Body of Evidence
- Subject: Preventing computer damage caused by electrostatic discharge
- Essential Reading: Rebuilder, Diagnostician
- Author: Jeff Parlee
Electrostatic discharge (ESD) is defined as a sudden and momentary flow of electric current between two objects of different electrical potentials.
At one time or another, everyone has walked across a rug and reached out for a door and gotten a little shock. This was an electrostatic discharge. There are many ways to generate electricity in our bodies; just a few examples are removing a coat or sweater, walking across a room, sliding across a car seat, or handling plastics or plastic foam. Depending on the humidity of the day, you may feel a shock from the electrostatic discharge.
Many of the electronic components that make up a computer can be damaged by as little as 10 volts. It takes about 380 volts to create a spark that will jump an air gap from one object to another. The spark is what we feel. You can prove this to yourself the next time you remove a sweater and you feel as if the hairs on your arm are standing up. Pull a metal key out of your pocket, hold on to one end tightly and touch the other end to a ground. You will see and maybe hear the snap of the spark, but you will feel no shock. That is because the spark jumped between the key and ground, not your skin to ground.
The point is that a computer can be damaged by an electrostatic discharge that we may not feel. The damage that ESD can do to the computer depends on the amount of current and the pins or circuits that the current is flowing through. You may totally kill the computer, create false codes or just start some damage and severely shorten the life of the computer. Many transmission control modules (TCMs) are now attached to the valve body. If the TCM becomes damaged, the TCM and valve body are available for purchase only together as a unit in most instances. Buying this set from the dealer can be quite expensive.
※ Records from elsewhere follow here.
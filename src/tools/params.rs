// ABOUTME: Typed date-range arguments extracted from an untyped tool argument map
// ABOUTME: Rejects absent, null, empty or non-string dates before any vendor call
//
// SPDX-License-Identifier: MIT OR Apache-2.0
// Copyright (c) 2025 Pierre Fitness Intelligence

use super::OuraTool;
use crate::constants::json_fields;
use crate::errors::ToolError;
use crate::models::DateRange;
use serde_json::Value;

/// Validated `start_date` / `end_date` pair.
///
/// Only presence is checked. The strings are passed to the vendor unparsed.
#[derive(Debug, Clone, PartialEq, Eq)]
pub struct DateRangeParams {
    /// Inclusive range
    pub range: DateRange,
}

impl DateRangeParams {
    /// Extract both dates from a tool argument map.
    ///
    /// `None` and JSON `null` are treated as an empty map. Keys other than the
    /// two dates are ignored.
    ///
    /// # Errors
    ///
    /// [`ToolError::MissingParameter`] when a date is absent, `null` or empty;
    /// [`ToolError::InvalidParameter`] when a date is not a string.
    pub fn from_arguments(tool: OuraTool, arguments: Option<&Value>) -> Result<Self, ToolError> {
        let start_date = required_string(tool, arguments, json_fields::START_DATE)?;
        let end_date = required_string(tool, arguments, json_fields::END_DATE)?;

        Ok(Self {
            range: DateRange::new(start_date, end_date),
        })
    }
}

fn required_string(
    tool: OuraTool,
    arguments: Option<&Value>,
    key: &str,
) -> Result<String, ToolError> {
    match arguments.and_then(|args| args.get(key)) {
        None | Some(Value::Null) => Err(ToolError::missing_parameter(tool.name(), key)),
        Some(Value::String(s)) if s.is_empty() => {
            Err(ToolError::missing_parameter(tool.name(), key))
        }
        Some(Value::String(s)) => Ok(s.clone()),
        Some(other) => Err(ToolError::invalid_parameter(
            tool.name(),
            key,
            format!("expected a YYYY-MM-DD string, got {other}"),
        )),
    }
}
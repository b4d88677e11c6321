// ABOUTME: MCP protocol schema definitions and the Oura tool catalog
// ABOUTME: Typed wire structures for initialize, tools/list and tools/call results
//
// SPDX-License-Identifier: MIT OR Apache-2.0
// Copyright (c) 2025 Pierre Fitness Intelligence

//! MCP Protocol Schema Definitions
//!
//! Type-safe definitions for the MCP messages this server produces, plus the
//! tool catalog. Properties use a `BTreeMap` so `tools/list` serializes the
//! same bytes on every run.

use crate::constants::json_fields::{END_DATE, START_DATE};
use crate::tools::OuraTool;
use serde::{Deserialize, Serialize};
use serde_json::Value;
use std::collections::BTreeMap;

/// Server Information
#[derive(Debug, Clone, PartialEq, Eq, Serialize, Deserialize)]
pub struct ServerInfo {
    /// Server name
    pub name: String,
    /// Server version
    pub version: String,
}

/// MCP Tool Schema Definition
#[derive(Debug, Clone, PartialEq, Eq, Serialize, Deserialize)]
pub struct ToolSchema {
    /// Tool name
    pub name: String,
    /// Human-readable description
    pub description: String,
    /// Argument constraints
    #[serde(rename = "inputSchema")]
    pub input_schema: JsonSchema,
}

/// JSON Schema Definition
#[derive(Debug, Clone, PartialEq, Eq, Serialize, Deserialize)]
pub struct JsonSchema {
    /// Always `"object"` for tool inputs
    #[serde(rename = "type")]
    pub schema_type: String,
    /// Named properties
    pub properties: BTreeMap<String, PropertySchema>,
    /// Required property names
    #[serde(skip_serializing_if = "Option::is_none")]
    pub required: Option<Vec<String>>,
    /// Whether properties outside `properties` are accepted
    #[serde(
        rename = "additionalProperties",
        skip_serializing_if = "Option::is_none"
    )]
    pub additional_properties: Option<bool>,
}

/// JSON Schema Property Definition
#[derive(Debug, Clone, PartialEq, Eq, Serialize, Deserialize)]
pub struct PropertySchema {
    /// JSON type name
    #[serde(rename = "type")]
    pub property_type: String,
    /// Human-readable description
    #[serde(skip_serializing_if = "Option::is_none")]
    pub description: Option<String>,
}

/// Tool Call for executing a tool
#[derive(Debug, Clone, Serialize, Deserialize)]
pub struct ToolCall {
    /// Requested tool name
    pub name: String,
    /// Untyped argument bag
    #[serde(default)]
    pub arguments: Option<Value>,
}

/// Tool Response after execution
#[derive(Debug, Clone, PartialEq, Serialize, Deserialize)]
pub struct ToolResponse {
    /// Result content items
    pub content: Vec<Content>,
    /// Whether the tool reported a failure
    #[serde(rename = "isError")]
    pub is_error: bool,
}

impl ToolResponse {
    /// A single text item. Failures are also reported this way, with
    /// `isError: false`, so hosts show the message instead of a protocol error.
    #[must_use]
    pub fn text(text: impl Into<String>) -> Self {
        Self {
            content: vec![Content::Text { text: text.into() }],
            is_error: false,
        }
    }

    /// Text of the first content item
    #[must_use]
    pub fn first_text(&self) -> Option<&str> {
        self.content.first().map(|Content::Text { text }| text.as_str())
    }
}

/// Content types for MCP messages
#[derive(Debug, Clone, PartialEq, Eq, Serialize, Deserialize)]
#[serde(tag = "type")]
pub enum Content {
    /// Plain text
    #[serde(rename = "text")]
    Text {
        /// Text body
        text: String,
    },
}

/// MCP Server Capabilities
#[derive(Debug, Clone, PartialEq, Eq, Serialize, Deserialize)]
pub struct ServerCapabilities {
    /// Tool support
    #[serde(skip_serializing_if = "Option::is_none")]
    pub tools: Option<ToolsCapability>,
}

/// Tools capability
#[derive(Debug, Clone, PartialEq, Eq, Serialize, Deserialize)]
pub struct ToolsCapability {
    /// Whether the server emits `tools/list_changed` notifications
    #[serde(rename = "listChanged", skip_serializing_if = "Option::is_none")]
    pub list_changed: Option<bool>,
}

/// Complete MCP Initialize Response
#[derive(Debug, Clone, PartialEq, Eq, Serialize, Deserialize)]
pub struct InitializeResponse {
    /// Negotiated protocol version
    #[serde(rename = "protocolVersion")]
    pub protocol_version: String,
    /// Server identification
    #[serde(rename = "serverInfo")]
    pub server_info: ServerInfo,
    /// Server capabilities
    pub capabilities: ServerCapabilities,
}

impl InitializeResponse {
    /// Create an initialize response; the tool list never changes at runtime
    #[must_use]
    pub fn new(protocol_version: String, server_name: String, server_version: String) -> Self {
        Self {
            protocol_version,
            server_info: ServerInfo {
                name: server_name,
                version: server_version,
            },
            capabilities: ServerCapabilities {
                tools: Some(ToolsCapability {
                    list_changed: Some(false),
                }),
            },
        }
    }
}

/// Initialize Request parameters from the client (only the fields we read)
#[derive(Debug, Clone, Default, Serialize, Deserialize)]
pub struct InitializeRequest {
    /// Protocol version the client wants
    #[serde(rename = "protocolVersion", default)]
    pub protocol_version: Option<String>,
}

/// Get all available tools, in catalog order
#[must_use]
pub fn get_tools() -> Vec<ToolSchema> {
    OuraTool::ALL.into_iter().map(create_tool).collect()
}

fn create_tool(tool: OuraTool) -> ToolSchema {
    let input_schema = if tool.requires_date_range() {
        date_range_schema()
    } else {
        empty_schema()
    };

    ToolSchema {
        name: tool.name().to_owned(),
        description: tool.description().to_owned(),
        input_schema,
    }
}

/// Schema for tools without arguments
fn empty_schema() -> JsonSchema {
    JsonSchema {
        schema_type: "object".into(),
        properties: BTreeMap::new(),
        required: None,
        additional_properties: Some(false),
    }
}

/// Schema shared by the three data tools
fn date_range_schema() -> JsonSchema {
    let mut properties = BTreeMap::new();

    properties.insert(
        START_DATE.to_owned(),
        PropertySchema {
            property_type: "string".into(),
            description: Some("Start date in YYYY-MM-DD format".into()),
        },
    );

    properties.insert(
        END_DATE.to_owned(),
        PropertySchema {
            property_type: "string".into(),
            description: Some("End date in YYYY-MM-DD format".into()),
        },
    );

    JsonSchema {
        schema_type: "object".into(),
        properties,
        required: Some(vec![START_DATE.to_owned(), END_DATE.to_owned()]),
        additional_properties: Some(false),
    }
}
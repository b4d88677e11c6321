// ABOUTME: Unified error handling re-exported from oura-core
// ABOUTME: Keeps `crate::errors::*` paths stable for server modules and binaries
//
// SPDX-License-Identifier: MIT OR Apache-2.0
// Copyright (c) 2025 Pierre Fitness Intelligence

//! # Unified Error Handling System
//!
//! The error types live in `oura-core` so the provider crate can use them
//! without depending on the server.

pub use oura_core::errors::*;
// ABOUTME: Text renderers turning Oura records into human-readable tool results
// ABOUTME: One summary function per data tool plus number formatting helpers
//
// SPDX-License-Identifier: MIT OR Apache-2.0
// Copyright (c) 2025 Pierre Fitness Intelligence

//! Output formatting for tool results.
//!
//! Renderers never fail: missing numbers read as zero and a missing `day`
//! reads as `"Unknown date"` (see [`MetricRecord`]).

use crate::constants::json_fields;
use crate::models::{DateRange, MetricNumber, MetricRecord};

const SECONDS_PER_HOUR: f64 = 3600.0;

const SLEEP_SEPARATOR: &str = "\n---\n";
const DAILY_SEPARATOR: &str = "\n\n---\n\n";

/// Render sleep sessions.
///
/// The header always names the range, even when no sessions came back.
#[must_use]
pub fn format_sleep_summary(range: &DateRange, records: &[MetricRecord]) -> String {
    let body = if records.is_empty() {
        "No sleep data found for the specified date range.".to_owned()
    } else {
        records
            .iter()
            .map(format_sleep_record)
            .collect::<Vec<_>>()
            .join(SLEEP_SEPARATOR)
    };

    format!("Sleep data from {range}:\n\n{body}")
}

fn format_sleep_record(record: &MetricRecord) -> String {
    format!(
        "\nDate: {}\nTotal Sleep: {:.1} hours\nSleep Efficiency: {}%\nSleep Stages:\n  - REM: {:.1} hours\n  - Deep: {:.1} hours\n  - Light: {:.1} hours\n",
        record.day(),
        hours(record, json_fields::TOTAL_SLEEP_DURATION),
        record.number_or_zero(json_fields::SLEEP_EFFICIENCY),
        hours(record, json_fields::REM_SLEEP_DURATION),
        hours(record, json_fields::DEEP_SLEEP_DURATION),
        hours(record, json_fields::LIGHT_SLEEP_DURATION),
    )
}

/// Render daily activity summaries
#[must_use]
pub fn format_activity_summary(range: &DateRange, records: &[MetricRecord]) -> String {
    if records.is_empty() {
        return format!("No activity data found from {range}.");
    }

    let blocks = records
        .iter()
        .map(|record| {
            format!(
                "Date: {}\nSteps: {}\nActive Calories: {}\nTotal Calories: {}",
                record.day(),
                with_thousands_separators(record.number_or_zero(json_fields::STEPS)),
                record.number_or_zero(json_fields::ACTIVE_CALORIES),
                record.number_or_zero(json_fields::TOTAL_CALORIES),
            )
        })
        .collect::<Vec<_>>();

    format!(
        "Activity data from {range}:\n\n{}",
        blocks.join(DAILY_SEPARATOR)
    )
}

/// Render daily readiness scores
#[must_use]
pub fn format_readiness_summary(range: &DateRange, records: &[MetricRecord]) -> String {
    if records.is_empty() {
        return format!("No readiness data found from {range}.");
    }

    let blocks = records
        .iter()
        .map(|record| {
            format!(
                "Date: {}\nReadiness Score: {}/100\nTemperature Deviation: {:.2}°C",
                record.day(),
                record.number_or_zero(json_fields::SCORE),
                record.f64_or_zero(json_fields::TEMPERATURE_DEVIATION),
            )
        })
        .collect::<Vec<_>>();

    format!(
        "Readiness data from {range}:\n\n{}",
        blocks.join(DAILY_SEPARATOR)
    )
}

fn hours(record: &MetricRecord, key: &str) -> f64 {
    record.f64_or_zero(key) / SECONDS_PER_HOUR
}

/// Group the integral digits in threes: `12345` → `12,345`, `1234.5` → `1,234.5`
#[must_use]
pub fn with_thousands_separators(value: MetricNumber) -> String {
    let rendered = value.to_string();
    let (sign, unsigned) = rendered
        .strip_prefix('-')
        .map_or(("", rendered.as_str()), |rest| ("-", rest));
    let (integral, fraction) = unsigned
        .split_once('.')
        .map_or((unsigned, None), |(i, f)| (i, Some(f)));

    let mut grouped = String::with_capacity(integral.len() + integral.len() / 3);
    for (index, digit) in integral.chars().enumerate() {
        if index > 0 && (integral.len() - index) % 3 == 0 {
            grouped.push(',');
        }
        grouped.push(digit);
    }

    match fraction {
        Some(fraction) => format!("{sign}{grouped}.{fraction}"),
        None => format!("{sign}{grouped}"),
    }
}
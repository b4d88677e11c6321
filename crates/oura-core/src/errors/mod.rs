// ABOUTME: Unified error handling with standard error codes for the Oura MCP server
// ABOUTME: Defines AppError and ErrorCode plus the provider and tool error modules
//
// SPDX-License-Identifier: MIT OR Apache-2.0
// Copyright (c) 2025 Pierre Fitness Intelligence

//! # Unified Error Handling System
//!
//! `AppError` carries failures that are not part of a tool result: missing
//! configuration, transport I/O, serialization. Vendor failures are modeled by
//! [`ProviderError`] and argument problems by [`ToolError`]. A provider failure
//! becomes an `AppError` only when it aborts startup.

/// Errors raised by the vendor API accessor
pub mod provider;
/// Errors raised while resolving or validating a tool invocation
pub mod tool;

pub use provider::{ProviderError, ProviderResult};
pub use tool::ToolError;

use serde::{Deserialize, Serialize};
use std::fmt;
use thiserror::Error;

/// Standard error codes used throughout the application
#[derive(Debug, Clone, Copy, PartialEq, Eq, Serialize, Deserialize)]
pub enum ErrorCode {
    // External Services (5000-5999)
    /// The vendor API returned an error
    #[serde(rename = "EXTERNAL_SERVICE_ERROR")]
    ExternalServiceError = 5000,
    /// The vendor API could not be reached
    #[serde(rename = "EXTERNAL_SERVICE_UNAVAILABLE")]
    ExternalServiceUnavailable = 5001,
    /// The vendor rejected the credential
    #[serde(rename = "EXTERNAL_AUTH_FAILED")]
    ExternalAuthFailed = 5002,
    /// The vendor rate limited the request
    #[serde(rename = "EXTERNAL_RATE_LIMITED")]
    ExternalRateLimited = 5003,

    // Configuration (6000-6999)
    /// Required configuration is missing
    #[serde(rename = "CONFIG_MISSING")]
    ConfigMissing = 6001,
    /// Configuration is invalid
    #[serde(rename = "CONFIG_INVALID")]
    ConfigInvalid = 6002,

    // Internal Errors (9000-9999)
    /// Data serialization/deserialization failed
    #[serde(rename = "SERIALIZATION_ERROR")]
    SerializationError = 9003,
    /// Reading from or writing to the transport failed
    #[serde(rename = "TRANSPORT_ERROR")]
    TransportError = 9004,
}

impl ErrorCode {
    /// Get a user-friendly description of this error
    #[must_use]
    pub const fn description(&self) -> &'static str {
        match self {
            Self::ExternalServiceError => "An external service encountered an error",
            Self::ExternalServiceUnavailable => "An external service is currently unavailable",
            Self::ExternalAuthFailed => "Authentication with external service failed",
            Self::ExternalRateLimited => "External service rate limit exceeded",
            Self::ConfigMissing => "Required configuration is missing",
            Self::ConfigInvalid => "Configuration is invalid",
            Self::SerializationError => "Data serialization/deserialization failed",
            Self::TransportError => "Transport I/O failed",
        }
    }
}

/// Unified error type for the application
#[derive(Debug, Error)]
pub struct AppError {
    /// Error code
    pub code: ErrorCode,
    /// Human-readable error message
    pub message: String,
    /// Source error for error chaining
    #[source]
    pub source: Option<Box<dyn std::error::Error + Send + Sync>>,
}

impl AppError {
    /// Create a new `AppError` with the given code and message
    pub fn new(code: ErrorCode, message: impl Into<String>) -> Self {
        Self {
            code,
            message: message.into(),
            source: None,
        }
    }

    /// Add a source error for error chaining
    #[must_use]
    pub fn with_source(mut self, source: impl std::error::Error + Send + Sync + 'static) -> Self {
        self.source = Some(Box::new(source));
        self
    }

    /// Configuration is present but unusable
    pub fn config_invalid(message: impl Into<String>) -> Self {
        Self::new(ErrorCode::ConfigInvalid, message)
    }
}

impl fmt::Display for AppError {
    fn fmt(&self, f: &mut fmt::Formatter<'_>) -> fmt::Result {
        write!(f, "{}: {}", self.code.description(), self.message)
    }
}

impl From<ProviderError> for AppError {
    fn from(error: ProviderError) -> Self {
        let code = match &error {
            ProviderError::MissingCredential => ErrorCode::ConfigMissing,
            ProviderError::AuthenticationFailed => ErrorCode::ExternalAuthFailed,
            ProviderError::RateLimitExceeded => ErrorCode::ExternalRateLimited,
            ProviderError::NetworkError(_) => ErrorCode::ExternalServiceUnavailable,
            ProviderError::ApiError { .. } | ProviderError::InvalidResponse(_) => {
                ErrorCode::ExternalServiceError
            }
        };
        Self::new(code, error.to_string())
    }
}

impl From<serde_json::Error> for AppError {
    fn from(error: serde_json::Error) -> Self {
        Self::new(
            ErrorCode::SerializationError,
            format!("JSON serialization failed: {error}"),
        )
    }
}

impl From<std::io::Error> for AppError {
    fn from(error: std::io::Error) -> Self {
        Self::new(ErrorCode::TransportError, error.to_string()).with_source(error)
    }
}

/// Result type alias for convenience
pub type AppResult<T> = Result<T, AppError>;
// ABOUTME: Application-wide constants for protocol, tools, JSON fields and the Oura API
// ABOUTME: Pure compile-time constants without runtime configuration dependencies
//
// SPDX-License-Identifier: MIT OR Apache-2.0
// Copyright (c) 2025 Pierre Fitness Intelligence

//! Constants module
//!
//! Runtime-configurable values (protocol version override, credential lookup)
//! live in the server crate; everything here is fixed at compile time.

/// Protocol version and identification constants
pub mod protocol {
    /// JSON-RPC version (standard, not configurable)
    pub const JSONRPC_VERSION: &str = "2.0";

    /// Default MCP protocol version announced during `initialize`
    pub const MCP_PROTOCOL_VERSION: &str = "2025-06-18";

    /// MCP protocol versions this server can speak, newest first
    pub const SUPPORTED_PROTOCOL_VERSIONS: &[&str] =
        &["2025-06-18", "2025-03-26", "2024-11-05"];

    /// Server name reported in `serverInfo`
    pub const SERVER_NAME: &str = "oura-mcp-server";
}

/// JSON-RPC error codes
pub mod errors {
    /// Invalid JSON was received
    pub const ERROR_PARSE: i32 = -32700;
    /// The JSON sent is not a valid request object
    pub const ERROR_INVALID_REQUEST: i32 = -32600;
    /// The method does not exist
    pub const ERROR_METHOD_NOT_FOUND: i32 = -32601;
    /// Invalid method parameters
    pub const ERROR_INVALID_PARAMS: i32 = -32602;
    /// Internal JSON-RPC error
    pub const ERROR_INTERNAL_ERROR: i32 = -32603;
}

/// MCP tool names
pub mod tools {
    /// Credential and connectivity check
    pub const GET_OURA_STATUS: &str = "get_oura_status";
    /// Sleep sessions for a date range
    pub const GET_SLEEP_DATA: &str = "get_sleep_data";
    /// Daily activity for a date range
    pub const GET_ACTIVITY_DATA: &str = "get_activity_data";
    /// Daily readiness scores for a date range
    pub const GET_READINESS_DATA: &str = "get_readiness_data";
}

/// JSON field names used in tool arguments and vendor records
pub mod json_fields {
    /// Inclusive range start, `YYYY-MM-DD`
    pub const START_DATE: &str = "start_date";
    /// Inclusive range end, `YYYY-MM-DD`
    pub const END_DATE: &str = "end_date";
    /// Calendar day of a record
    pub const DAY: &str = "day";

    /// Total sleep in seconds
    pub const TOTAL_SLEEP_DURATION: &str = "total_sleep_duration";
    /// REM sleep in seconds
    pub const REM_SLEEP_DURATION: &str = "rem_sleep_duration";
    /// Deep sleep in seconds
    pub const DEEP_SLEEP_DURATION: &str = "deep_sleep_duration";
    /// Light sleep in seconds
    pub const LIGHT_SLEEP_DURATION: &str = "light_sleep_duration";
    /// Sleep efficiency percentage
    pub const SLEEP_EFFICIENCY: &str = "sleep_efficiency";

    /// Step count
    pub const STEPS: &str = "steps";
    /// Active calories
    pub const ACTIVE_CALORIES: &str = "active_calories";
    /// Total calories
    pub const TOTAL_CALORIES: &str = "total_calories";

    /// Readiness score (0-100)
    pub const SCORE: &str = "score";
    /// Body temperature deviation in degrees Celsius
    pub const TEMPERATURE_DEVIATION: &str = "temperature_deviation";
}

/// Oura REST API constants
pub mod oura_api {
    /// Versioned user collection root
    pub const BASE_URL: &str = "https://api.ouraring.com/v2/usercollection";
    /// Personal info endpoint, used as the connectivity probe
    pub const PERSONAL_INFO: &str = "personal_info";
    /// Sleep sessions endpoint
    pub const SLEEP: &str = "sleep";
    /// Daily activity endpoint
    pub const DAILY_ACTIVITY: &str = "daily_activity";
    /// Daily readiness endpoint
    pub const DAILY_READINESS: &str = "daily_readiness";
    /// Heart rate samples endpoint
    pub const HEARTRATE: &str = "heartrate";
    /// Provider name used in logs
    pub const PROVIDER_NAME: &str = "oura";
}

/// Environment variable names
pub mod env_vars {
    /// Oura personal access token
    pub const OURA_API_TOKEN: &str = "OURA_API_TOKEN";
    /// Override for the announced MCP protocol version
    pub const MCP_PROTOCOL_VERSION: &str = "MCP_PROTOCOL_VERSION";
    /// Log output format (`json`, `compact`, `pretty`)
    pub const LOG_FORMAT: &str = "LOG_FORMAT";
}

/// Default values
pub mod defaults {
    /// HTTP request timeout in seconds
    pub const HTTP_TIMEOUT_SECS: u64 = 30;
    /// HTTP connect timeout in seconds
    pub const HTTP_CONNECT_TIMEOUT_SECS: u64 = 10;
    /// Days covered by the CLI `call` command when no dates are given
    pub const CLI_LOOKBACK_DAYS: i64 = 7;
    /// Placeholder for records without a `day`
    pub const UNKNOWN_DATE: &str = "Unknown date";
}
The TCM must be safely removed before you service the valve body and then reinstalled once you have overhauled the valve body.
Here are some precautions that can help you to avoid an ESD:
- Never touch the connector pins on a TCM or an engine control module. For some TCMs you can buy a plastic cap that will snap onto the TCM connector and cover the pins to avoid accidental touching of the connector pins.
- Never touch the electrical connectors for the solenoids on a TCM.
- Use an anti-static work mat on the bench. This is a good barrier between the bench and the TCM.
- The use of an anti-static wrist strap is highly recommended. When used properly, an anti-static wrist strap will prevent the buildup of static electricity on your body.
- You can buy special red anti-static plastic bags. Place the TCM in the red bag to protect it from unwanted ESD while the valve body is being overhauled. If you buy a new valve body and TCM assembly it usually will be inside a red anti-static bag. You can save the bag for later use.
You can find an anti-static wrist strap with grounding cord at most electronics stores. They are inexpensive – many under $10 – and are cheap insurance against electrostatic discharge. Technology is always evolving, and today’s technology makes the anti-static wrist strap a must-have for every toolbox, including the R&R technician’s.
Jeff Parlee is director of product support at ValveBody Xpress.